____ Record set
use serde::{Deserialize, Serialize};
use std::{fmt, time::SystemTime};
use uuid::Uuid;

use crate::{
    BATTERY_LEVEL_CHAR_UUID, BATTERY_SERVICE_UUID, INDICATE_CHAR_UUID, NOTIFY_CHAR_UUID,
    TERMINAL_SERVICE_UUID, WRITE_CHAR_UUID,
};

/// Identity of an advertising peripheral: advertised name plus address
#[derive(Debug, Clone, PartialEq, Eq, Hash, Serialize, Deserialize)]
pub struct DeviceIdentity {
    /// Advertised local name
    pub name: String,
    /// Platform address (MAC on Linux/Windows, CoreBluetooth UUID on macOS)
    pub address: String,
}

impl DeviceIdentity {
    /// Create a new identity
    #[must_use]
    pub fn new(name: impl Into<String>, address: impl Into<String>) -> Self {
        Self {
            name: name.into(),
            address: address.into(),
        }
    }
}

impl fmt::Display for DeviceIdentity {
    fn fmt(&self, f: &mut fmt::Formatter<'_>) -> fmt::Result {
        write!(f, "{} ({})", self.name, self.address)
    }
}

/// Device class assigned by the advertisement classifier
#[derive(Debug, Clone, Copy, PartialEq, Eq, Hash, Serialize, Deserialize)]
pub enum DeviceClass {
    /// Connectable device without a recognised beacon payload
    Plain,
    /// Sensor beacon carrying 24 bytes of manufacturer data
    LegacyBeacon,
    /// iBeacon-style proximity beacon
    ProximityBeacon,
}

impl fmt::Display for DeviceClass {
    fn fmt(&self, f: &mut fmt::Formatter<'_>) -> fmt::Result {
        match self {
            Self::Plain => write!(f, "Plain"),
            Self::LegacyBeacon => write!(f, "Legacy Beacon"),
            Self::ProximityBeacon => write!(f, "Proximity Beacon"),
        }
    }
}

/// A connectable peripheral seen during the current scan
#[derive(Debug, Clone, PartialEq, Eq, Serialize, Deserialize)]
pub struct DiscoveredDevice {
    /// Name and address
    pub identity: DeviceIdentity,
    /// Last-seen signal strength in dBm
    pub rssi: i16,
    /// Always [`DeviceClass::Plain`] for connectable devices
    pub class: DeviceClass,
}

impl DiscoveredDevice {
    /// Create a new connectable device record
    #[must_use]
    pub const fn new(identity: DeviceIdentity, rssi: i16) -> Self {
        Self {
            identity,
            rssi,
            class: DeviceClass::Plain,
        }
    }
}

/// A beacon seen at least once
#[derive(Debug, Clone, PartialEq, Eq, Serialize, Deserialize)]
pub struct BeaconRecord {
    /// Name and address
    pub identity: DeviceIdentity,
    /// Beacon class
    pub class: DeviceClass,
    /// Raw sub-payload as extracted by the classifier
    pub payload: Vec<u8>,
    /// Last-seen signal strength in dBm
    pub rssi: i16,
    /// Wall-clock time of the last sighting
    pub last_seen: SystemTime,
}

/// Outbound text format
#[derive(Debug, Clone, Copy, Default, PartialEq, Eq, Serialize, Deserialize)]
pub enum Encoding {
    /// Text is sent as its UTF-8 bytes
    #[default]
    Ascii,
    /// Text is a string of hex digit pairs packed into bytes
    Hex,
}

impl fmt::Display for Encoding {
    fn fmt(&self, f: &mut fmt::Formatter<'_>) -> fmt::Result {
        match self {
            Self::Ascii => write!(f, "Ascii"),
            Self::Hex => write!(f, "Hex"),
        }
    }
}

/// Line terminator appended to outbound text
#[derive(Debug, Clone, Copy, Default, PartialEq, Eq, Serialize, Deserialize)]
pub enum LineEnding {
    /// Nothing appended
    #[default]
    None,
    /// Carriage return
    Cr,
    /// Line feed
    Lf,
    /// Carriage return + line feed
    CrLf,
}

impl LineEnding {
    /// Suffix appended to the text
    #[must_use]
    pub const fn suffix(self) -> &'static str {
        match self {
            Self::None => "",
            Self::Cr => "\r",
            Self::Lf => "\n",
            Self::CrLf => "\r\n",
        }
    }
}

impl fmt::Display for LineEnding {
    fn fmt(&self, f: &mut fmt::Formatter<'_>) -> fmt::Result {
        match self {
            Self::None => write!(f, "None"),
            Self::Cr => write!(f, "CR"),
            Self::Lf => write!(f, "LF"),
            Self::CrLf => write!(f, "CRLF"),
        }
    }
}

/// Direction tag of a message log entry
#[derive(Debug, Clone, Copy, PartialEq, Eq, Serialize, Deserialize)]
pub enum Direction {
    /// Data from the peripheral
    Received,
    /// Data sent to the peripheral
    Transmitted,
    /// Battery level report
    BatteryNotice,
}

/// A single send request
#[derive(Debug, Clone, PartialEq, Eq)]
pub struct OutboundMessage {
    /// Text as entered by the user
    pub text: String,
    /// Output encoding
    pub encoding: Encoding,
    /// Line ending to append
    pub line_ending: LineEnding,
}

/// Session-scoped encoding and line-ending selection
#[derive(Debug, Clone, Copy, Default, PartialEq, Eq, Serialize, Deserialize)]
pub struct TerminalConfig {
    /// Encoding for outbound text and inbound display
    pub encoding: Encoding,
    /// Line ending appended to outbound text
    pub line_ending: LineEnding,
}

impl TerminalConfig {
    /// Build an outbound message using this configuration
    #[must_use]
    pub fn outbound(&self, text: impl Into<String>) -> OutboundMessage {
        OutboundMessage {
            text: text.into(),
            encoding: self.encoding,
            line_ending: self.line_ending,
        }
    }
}

/// Connection parameters
#[derive(Debug, Clone, PartialEq, Eq, Serialize, Deserialize)]
pub struct ConnectionParams {
    /// Scan duration in milliseconds
    pub scan_timeout_ms: u64,
    /// Connection timeout in milliseconds
    pub connect_timeout_ms: u64,
    /// Company identifier that tags legacy sensor beacon manufacturer data
    pub company_id: u16,
}

impl Default for ConnectionParams {
    fn default() -> Self {
        Self {
            scan_timeout_ms: 10_000,
            connect_timeout_ms: 30_000,
            company_id: 0x0000,
        }
    }
}

/// UUID set describing the terminal firmware's GATT layout
///
/// The default terminal UUIDs are placeholders; the battery UUIDs are the standard
/// Battery Service ones.
#[derive(Debug, Clone, Copy, PartialEq, Eq, Serialize, Deserialize)]
pub struct GattProfile {
    /// Terminal service
    pub service: Uuid,
    /// Notify characteristic under the terminal service
    pub notify: Uuid,
    /// Indicate characteristic under the terminal service
    pub indicate: Uuid,
    /// Write characteristic under the terminal service
    pub write: Uuid,
    /// Battery service
    pub battery_service: Uuid,
    /// Battery level characteristic
    pub battery_level: Uuid,
}

impl Default for GattProfile {
    fn default() -> Self {
        Self {
            service: TERMINAL_SERVICE_UUID,
            notify: NOTIFY_CHAR_UUID,
            indicate: INDICATE_CHAR_UUID,
            write: WRITE_CHAR_UUID,
            battery_service: BATTERY_SERVICE_UUID,
            battery_level: BATTERY_LEVEL_CHAR_UUID,
        }
    }
}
________
■ **Task goal**
The answer is the data above, retyped exactly in full.

■ **Solution for this exercise**
use serde::{Deserialize, Serialize};
use std::{fmt, time::SystemTime};
use uuid::Uuid;

use crate::{
    BATTERY_LEVEL_CHAR_UUID, BATTERY_SERVICE_UUID, INDICATE_CHAR_UUID, NOTIFY_CHAR_UUID,
    TERMINAL_SERVICE_UUID, WRITE_CHAR_UUID,
};

/// Identity of an advertising peripheral: advertised name plus address
#[derive(Debug, Clone, PartialEq, Eq, Hash, Serialize, Deserialize)]
pub struct DeviceIdentity {
    /// Advertised local name
    pub name: String,
    /// Platform address (MAC on Linux/Windows, CoreBluetooth UUID on macOS)
    pub address: String,
}

impl DeviceIdentity {
    /// Create a new identity
    #[must_use]
    pub fn new(name: impl Into<String>, address: impl Into<String>) -> Self {
        Self {
            name: name.into(),
            address: address.into(),
        }
    }
}

impl fmt::Display for DeviceIdentity {
    fn fmt(&self, f: &mut fmt::Formatter<'_>) -> fmt::Result {
        write!(f, "{} ({})", self.name, self.address)
    }
}

/// Device class assigned by the advertisement classifier
#[derive(Debug, Clone, Copy, PartialEq, Eq, Hash, Serialize, Deserialize)]
pub enum DeviceClass {
    /// Connectable device without a recognised beacon payload
    Plain,
    /// Sensor beacon carrying 24 bytes of manufacturer data
    LegacyBeacon,
    /// iBeacon-style proximity beacon
    ProximityBeacon,
}

impl fmt::Display for DeviceClass {
    fn fmt(&self, f: &mut fmt::Formatter<'_>) -> fmt::Result {
        match self {
            Self::Plain => write!(f, "Plain"),
            Self::LegacyBeacon => write!(f, "Legacy Beacon"),
            Self::ProximityBeacon => write!(f, "Proximity Beacon"),
        }
    }
}

/// A connectable peripheral seen during the current scan
#[derive(Debug, Clone, PartialEq, Eq, Serialize, Deserialize)]
pub struct DiscoveredDevice {
    /// Name and address
    pub identity: DeviceIdentity,
    /// Last-seen signal strength in dBm
    pub rssi: i16,
    /// Always [`DeviceClass::Plain`] for connectable devices
    pub class: DeviceClass,
}

impl DiscoveredDevice {
    /// Create a new connectable device record
    #[must_use]
    pub const fn new(identity: DeviceIdentity, rssi: i16) -> Self {
        Self {
            identity,
            rssi,
            class: DeviceClass::Plain,
        }
    }
}

/// A beacon seen at least once
#[derive(Debug, Clone, PartialEq, Eq, Serialize, Deserialize)]
pub struct BeaconRecord {
    /// Name and address
    pub identity: DeviceIdentity,
    /// Beacon class
    pub class: DeviceClass,
    /// Raw sub-payload as extracted by the classifier
    pub payload: Vec<u8>,
    /// Last-seen signal strength in dBm
    pub rssi: i16,
    /// Wall-clock time of the last sighting
    pub last_seen: SystemTime,
}

/// Outbound text format
#[derive(Debug, Clone, Copy, Default, PartialEq, Eq, Serialize, Deserialize)]
pub enum Encoding {
    /// Text is sent as its UTF-8 bytes
    #[default]
    Ascii,
    /// Text is a string of hex digit pairs packed into bytes
    Hex,
}

impl fmt::Display for Encoding {
    fn fmt(&self, f: &mut fmt::Formatter<'_>) -> fmt::Result {
        match self {
            Self::Ascii => write!(f, "Ascii"),
            Self::Hex => write!(f, "Hex"),
        }
    }
}

/// Line terminator appended to outbound text
#[derive(Debug, Clone, Copy, Default, PartialEq, Eq, Serialize, Deserialize)]
pub enum LineEnding {
    /// Nothing appended
    #[default]
    None,
    /// Carriage return
    Cr,
    /// Line feed
    Lf,
    /// Carriage return + line feed
    CrLf,
}

impl LineEnding {
    /// Suffix appended to the text
    #[must_use]
    pub const fn suffix(self) -> &'static str {
        match self {
            Self::None => "",
            Self::Cr => "\r",
            Self::Lf => "\n",
            Self::CrLf => "\r\n",
        }
    }
}

impl fmt::Display for LineEnding {
    fn fmt(&self, f: &mut fmt::Formatter<'_>) -> fmt::Result {
        match self {
            Self::None => write!(f, "None"),
            Self::Cr => write!(f, "CR"),
            Self::Lf => write!(f, "LF"),
            Self::CrLf => write!(f, "CRLF"),
        }
    }
}

/// Direction tag of a message log entry
#[derive(Debug, Clone, Copy, PartialEq, Eq, Serialize, Deserialize)]
pub enum Direction {
    /// Data from the peripheral
    Received,
    /// Data sent to the peripheral
    Transmitted,
    /// Battery level report
    BatteryNotice,
}

/// A single send request
#[derive(Debug, Clone, PartialEq, Eq)]
pub struct OutboundMessage {
    /// Text as entered by the user
    pub text: String,
    /// Output encoding
    pub encoding: Encoding,
    /// Line ending to append
    pub line_ending: LineEnding,
}

/// Session-scoped encoding and line-ending selection
#[derive(Debug, Clone, Copy, Default, PartialEq, Eq, Serialize, Deserialize)]
pub struct TerminalConfig {
    /// Encoding for outbound text and inbound display
    pub encoding: Encoding,
    /// Line ending appended to outbound text
    pub line_ending: LineEnding,
}

impl TerminalConfig {
    /// Build an outbound message using this configuration
    #[must_use]
    pub fn outbound(&self, text: impl Into<String>) -> OutboundMessage {
        OutboundMessage {
            text: text.into(),
            encoding: self.encoding,
            line_ending: self.line_ending,
        }
    }
}

/// Connection parameters
#[derive(Debug, Clone, PartialEq, Eq, Serialize, Deserialize)]
pub struct ConnectionParams {
    /// Scan duration in milliseconds
    pub scan_timeout_ms: u64,
    /// Connection timeout in milliseconds
    pub connect_timeout_ms: u64,
    /// Company identifier that tags legacy sensor beacon manufacturer data
    pub company_id: u16,
}

impl Default for ConnectionParams {
    fn default() -> Self {
        Self {
            scan_timeout_ms: 10_000,
            connect_timeout_ms: 30_000,
            company_id: 0x0000,
        }
    }
}

/// UUID set describing the terminal firmware's GATT layout
///
/// The default terminal UUIDs are placeholders; the battery UUIDs are the standard
/// Battery Service ones.
#[derive(Debug, Clone, Copy, PartialEq, Eq, Serialize, Deserialize)]
pub struct GattProfile {
    /// Terminal service
    pub service: Uuid,
    /// Notify characteristic under the terminal service
    pub notify: Uuid,
    /// Indicate characteristic under the terminal service
    pub indicate: Uuid,
    /// Write characteristic under the terminal service
    pub write: Uuid,
    /// Battery service
    pub battery_service: Uuid,
    /// Battery level characteristic
    pub battery_level: Uuid,
}

impl Default for GattProfile {
    fn default() -> Self {
        Self {
            service: TERMINAL_SERVICE_UUID,
            notify: NOTIFY_CHAR_UUID,
            indicate: INDICATE_CHAR_UUID,
            write: WRITE_CHAR_UUID,
            battery_service: BATTERY_SERVICE_UUID,
            battery_level: BATTERY_LEVEL_CHAR_UUID,
        }
    }
}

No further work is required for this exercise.